ASSIGNED TASK:
The span to repeat in the listing below runs from the line containing "pub fn streaming_args(&self, inline_properties: bool)" to the line containing "args.push(self.absolute(path));", inclusive. Repeat it exactly, and only it.

SUPPLIED ENTRIES:
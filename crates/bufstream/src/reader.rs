// Copyright (c) Microsoft Corporation.
// Licensed under the MIT License.

use std::num::NonZero;
use std::time::Duration;

use tracing::{Level, event};

use crate::buffer::DEFAULT_CAPACITY;
use crate::{Error, Result, StreamBuffer, Transport};

/// How many bytes are requested from the transport when the buffer has no tail-room left.
pub const DEFAULT_READ_AHEAD: NonZero<usize> = NonZero::new(256).expect("256 is not zero");

/// The result of a successful read operation on a [`BufferedReader`].
///
/// The byte slices borrow the reader's buffer and have to be copied or processed before the next
/// call into the reader.
#[derive(Debug, Clone, Copy, PartialEq, Eq)]
pub enum ReadOutcome<'a> {
    /// The request was satisfied. The bytes have been consumed from the buffer.
    Data(&'a [u8]),

    /// The stream ended before the request could be satisfied.
    ///
    /// The slice holds everything that is still buffered. These bytes have **not** been consumed
    /// and will be returned by the next read, e.g. via
    /// [`read_some_bytes()`][BufferedReader::read_some_bytes].
    Short(&'a [u8]),

    /// The stream ended and no bytes are buffered.
    Eof,
}

impl<'a> ReadOutcome<'a> {
    /// The bytes of a satisfied request, or `None` for short reads and end of stream.
    #[must_use]
    pub fn data(self) -> Option<&'a [u8]> {
        match self {
            Self::Data(bytes) => Some(bytes),
            Self::Short(_) | Self::Eof => None,
        }
    }

    /// Whether the stream ended before the request was satisfied.
    #[must_use]
    pub fn is_end_of_stream(self) -> bool {
        !matches!(self, Self::Data(_))
    }
}

/// Buffered reading of lines, fixed-size blocks and chunks from a [`Transport`].
///
/// The reader accumulates data from the transport into a growable buffer and serves requests from
/// there, so that a line-oriented protocol does not need a system call per byte and fixed-size
/// records can be read regardless of how the transport fragments them.
///
/// # Timeouts
///
/// Every read operation accepts an optional timeout. `None` blocks until the transport delivers
/// data. With `Some(timeout)` every individual transport call is bounded by `timeout`; an
/// operation that needs several transport calls (e.g. a long line trickling in) may therefore
/// take longer than `timeout` in total.
///
/// # Failures
///
/// Timeouts, interruptions and transport errors are returned as [`Error`] without retrying. Bytes
/// that arrived before the failure stay buffered and are served by the next call.
///
/// # End of stream
///
/// Once the transport reports the end of the stream, the reader never calls it again. Buffered
/// bytes are still served; afterwards every read reports [`ReadOutcome::Eof`] immediately.
///
/// # Example
///
/// ```
/// # #[cfg(feature = "test-util")]
/// # {
/// use bufstream::testing::FakeTransport;
/// use bufstream::{BufferedReader, ReadOutcome};
///
/// let transport = FakeTransport::builder().data(b"HELO example.com\r\n").build();
/// let mut reader = BufferedReader::new(transport);
///
/// let line = reader.read_line(b"\r\n", None).unwrap();
/// assert_eq!(line, ReadOutcome::Data(b"HELO example.com\r\n"));
///
/// assert_eq!(reader.read_line(b"\r\n", None).unwrap(), ReadOutcome::Eof);
/// # }
/// ```
#[derive(Debug)]
pub struct BufferedReader<T> {
    transport: T,
    buffer: StreamBuffer,
    read_ahead: NonZero<usize>,
    seen_eof: bool,
}
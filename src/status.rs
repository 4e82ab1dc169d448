//! Closed status taxonomy used as the sole failure channel across the crate.

use thiserror::Error;

/// Every outcome a core operation can report, closed over the set the
/// original console middleware defined. New variants must not be added
/// without updating every `match` that is exhaustive over this type.
#[derive(Error, Debug, Clone, Copy, PartialEq, Eq)]
pub enum Status {
    #[error("success")]
    Ok,
    #[error("generic error")]
    Generic,
    #[error("invalid parameter")]
    InvalidParam,
    #[error("not initialized")]
    NotInit,
    #[error("already initialized")]
    AlreadyInit,
    #[error("memory allocation failed")]
    NoMemory,
    #[error("item not found")]
    NotFound,
    #[error("item already exists")]
    AlreadyExists,
    #[error("no backend configured")]
    NoBackend,
    #[error("buffer is full")]
    BufferFull,
}

impl Status {
    /// Stable, human-readable message for this status. Pure and total —
    /// every variant has a message, there is no "unknown error" fallback.
    pub fn message(self) -> &'static str {
        match self {
            Status::Ok => "Success",
            Status::Generic => "Generic error",
            Status::InvalidParam => "Invalid parameter",
            Status::NotInit => "Shell not initialized",
            Status::AlreadyInit => "Shell already initialized",
            Status::NoMemory => "Memory allocation failed",
            Status::NotFound => "Item not found",
            Status::AlreadyExists => "Item already exists",
            Status::NoBackend => "No backend configured",
            Status::BufferFull => "Buffer is full",
        }
    }
}

/// A thin, context-carrying error shown to the operator, layered over
/// [`Status`] the way an application layer formats a lower-level result.
#[derive(Error, Debug, Clone, PartialEq, Eq)]
#[error("{}", format_shell_error(.status, .context))]
pub struct ShellError {
    pub status: Status,
    pub context: Option<String>,
}

fn format_shell_error(status: &Status, context: &Option<String>) -> String {
    match context {
        Some(ctx) if !ctx.is_empty() => {
            format!("Error: {} - {} (code {})", status.message(), ctx, *status as i32)
        }
        _ => format!("Error: {} (code {})", status.message(), *status as i32),
    }
}

impl ShellError {
    pub fn new(status: Status) -> Self {
        Self { status, context: None }
    }

    pub fn with_context(status: Status, context: impl Into<String>) -> Self {
        Self { status, context: Some(context.into()) }
    }
}

#[cfg(test)]
mod tests {
    use super::*;

    #[test]
    fn message_is_stable_and_total() {
        let all = [
            Status::Ok,
            Status::Generic,
            Status::InvalidParam,
            Status::NotInit,
            Status::AlreadyInit,
            Status::NoMemory,
            Status::NotFound,
            Status::AlreadyExists,
            Status::NoBackend,
            Status::BufferFull,
        ];
        for status in all {
            assert!(!status.message().is_empty());
        }
    }

    #[test]
    fn shell_error_formats_with_code() {
        let err = ShellError::new(Status::NotFound);
        assert_eq!(format!("{err}"), "Error: Item not found (code 6)");
    }

    #[test]
    fn shell_error_formats_with_context() {
        let err = ShellError::with_context(Status::InvalidParam, "bad prompt length");
        assert_eq!(
            format!("{err}"),
            "Error: Invalid parameter - bad prompt length (code 2)"
        );
    }
}
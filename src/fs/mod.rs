//! Storage the orchestrator stages files in: HDFS through the `hadoop fs`
//! shell, or an S3-compatible bucket for the cloud backend.

pub mod hdfs;
pub mod s3;

pub use hdfs::{HadoopFs, HdfsFile};
pub use s3::ObjectStore;
use anyhow::{Context, Result};
use clap::Parser;
use mrstream::cmd::job::JobArgs;
use mrstream::{workload, Runner};

#[tokio::main]
async fn main() -> Result<()> {
    let args = JobArgs::parse();
    let steps = workload::named(&args.workload)?.steps(&args.args)?;

    let mut runner = Runner::new(args.workload.clone(), args.runner.clone())
        .with_steps(steps)
        .with_input(args.input.iter().cloned())
        .with_output(args.output.clone())
        .with_reducer_tasks(args.reducer_tasks)
        .with_compressed_output(args.compress_output)
        .with_passthrough(args.passthrough());
    for (key, value) in &args.properties {
        runner = runner.with_property(key, value);
    }

    runner
        .run()
        .await
        .with_context(|| format!("running workload {}", args.workload))
}
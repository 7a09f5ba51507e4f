//! What gets submitted to the cluster for one step.

use std::collections::BTreeMap;

use itertools::Itertools;

use crate::error::{Error, Result};

/// Engine property holding the job name.
pub const JOB_NAME_PROPERTY: &str = "mapred.job.name";

/// Engine property holding the number of reduce tasks.
pub const REDUCE_TASKS_PROPERTY: &str = "mapred.reduce.tasks";

/// Scheme prefixed to relative paths when none is configured.
pub const DEFAULT_SCHEME: &str = "hdfs:///";

/// One streaming job. Built fresh for every step of every run.
#[derive(Clone, Debug, Default, PartialEq)]
pub struct JobDescriptor {
    pub name: String,
    pub input: Vec<String>,
    pub output: String,
    /// Command line the engine runs for map tasks.
    pub mapper: String,
    pub combiner: Option<String>,
    pub reducer: String,
    pub reducer_tasks: usize,
    /// Generic `-D key=value` engine options.
    pub properties: BTreeMap<String, String>,
    /// Distributed-storage files made available to every task (`-files`).
    pub cache_files: Vec<String>,
    /// Local files shipped with the job (`-file`).
    pub files: Vec<String>,
    /// Prefix that makes relative paths absolute, e.g. `hdfs:///` or
    /// `s3://bucket/`.
    pub default_scheme: String,
}

impl JobDescriptor {
    pub fn validate(&self) -> Result<()> {
        if self.mapper.is_empty() || self.reducer.is_empty() {
            return Err(Error::config("missing argument mapper or reducer"));
        }
        Ok(())
    }

    pub fn absolute(&self, path: &str) -> String {
        absolute_path(path, &self.default_scheme)
    }

    /// Properties with the job name and reduce-task count filled in where
    /// the explicit properties don't already set them.
    pub fn effective_properties(&self) -> BTreeMap<String, String> {
        let mut properties = self.properties.clone();
        properties
            .entry(JOB_NAME_PROPERTY.to_string())
            .or_insert_with(|| self.name.clone());
        properties
            .entry(REDUCE_TASKS_PROPERTY.to_string())
            .or_insert_with(|| self.reducer_tasks.to_string());
        properties
    }

    /// Arguments for the streaming jar, after `jar <path>`.
    ///
    /// When `inline_properties` is false the `-D` options are left out, for
    /// backends that pass properties separately.
    pub fn streaming_args(&self, inline_properties: bool) -> Vec<String> {
        let mut args = Vec::new();
        if inline_properties {
            for (key, value) in self.effective_properties() {
                args.push("-D".to_string());
                args.push(format!("{key}={value}"));
            }
        }
        for path in &self.input {
            args.push("-input".to_string());
            args.push(self.absolute(path));
        }
        if !self.cache_files.is_empty() {
            args.push("-files".to_string());
            args.push(self.cache_files.iter().map(|f| self.absolute(f)).join(","));
        }
        for file in &self.files {
            args.push("-file".to_string());
            args.push(file.clone());
        }
        args.push("-output".to_string());
        args.push(self.absolute(&self.output));
        args.push("-mapper".to_string());
        args.push(self.mapper.clone());
        if let Some(combiner) = &self.combiner {
            args.push("-combiner".to_string());
            args.push(combiner.clone());
        }
        args.push("-reducer".to_string());
        args.push(self.reducer.clone());
        args
    }
}

/// Makes `path` absolute under `scheme` unless it already names one.
pub fn absolute_path(path: &str, scheme: &str) -> String {
    if path.contains("://") {
        return path.to_string();
    }
    let scheme = if scheme.is_empty() { DEFAULT_SCHEME } else { scheme };
    format!("{scheme}{}", path.trim_start_matches('/'))
}

#[cfg(test)]
mod tests {
    use super::*;

    #[test]
    fn absolute_paths() {
        let cases = [
            ("/a", "hdfs:///", "hdfs:///a"),
            ("a", "hdfs:///", "hdfs:///a"),
            ("/a", "", "hdfs:///a"),
            ("hdfs:///a", "s3://bucket/", "hdfs:///a"),
            ("s3://bucketa/a", "s3://bucketb/", "s3://bucketa/a"),
        ];
        for (path, scheme, expect) in cases {
            assert_eq!(absolute_path(path, scheme), expect, "{path} under {scheme}");
        }
    }

    fn job() -> JobDescriptor {
        JobDescriptor {
            name: "count".into(),
            input: vec!["in/a*".into(), "s3://other/b".into()],
            output: "tmp/output".into(),
            mapper: "mrstream_binary --step=0 --stage=mapper".into(),
            combiner: None,
            reducer: "mrstream_binary --step=0 --stage=reducer".into(),
            reducer_tasks: 3,
            properties: BTreeMap::new(),
            cache_files: vec!["tmp/mrstream_binary#mrstream_binary".into()],
            files: vec!["lookup.txt".into()],
            default_scheme: "hdfs:///".into(),
        }
    }

    #[test]
    fn explicit_properties_win_over_defaults() {
        let mut job = job();
        job.properties
            .insert(REDUCE_TASKS_PROPERTY.into(), "7".into());
        let properties = job.effective_properties();
        assert_eq!(properties[REDUCE_TASKS_PROPERTY], "7");
        assert_eq!(properties[JOB_NAME_PROPERTY], "count");
    }

    #[test]
    fn builds_streaming_args() {
        let mut job = job();
        job.combiner = Some("mrstream_binary --step=0 --stage=combiner".into());
        assert_eq!(
            job.streaming_args(true),
            vec![
                "-D",
                "mapred.job.name=count",
                "-D",
                "mapred.reduce.tasks=3",
                "-input",
                "hdfs:///in/a*",
                "-input",
                "s3://other/b",
                "-files",
                "hdfs:///tmp/mrstream_binary#mrstream_binary",
                "-file",
                "lookup.txt",
                "-output",
                "hdfs:///tmp/output",
                "-mapper",
                "mrstream_binary --step=0 --stage=mapper",
                "-combiner",
                "mrstream_binary --step=0 --stage=combiner",
                "-reducer",
                "mrstream_binary --step=0 --stage=reducer",
            ]
        );
        assert!(!job.streaming_args(false).contains(&"-D".to_string()));
    }

    #[test]
    fn requires_mapper_and_reducer() {
        let mut job = job();
        assert!(job.validate().is_ok());
        job.reducer.clear();
        assert!(matches!(job.validate(), Err(Error::Config(_))));
    }
}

RESPONSE BELOW:
    pub fn streaming_args(&self, inline_properties: bool) -> Vec<String> {
        let mut args = Vec::new();
        if inline_properties {
            for (key, value) in self.effective_properties() {
                args.push("-D".to_string());
                args.push(format!("{key}={value}"));
            }
        }
        for path in &self.input {
            args.push("-input".to_string());
            args.push(self.absolute(path));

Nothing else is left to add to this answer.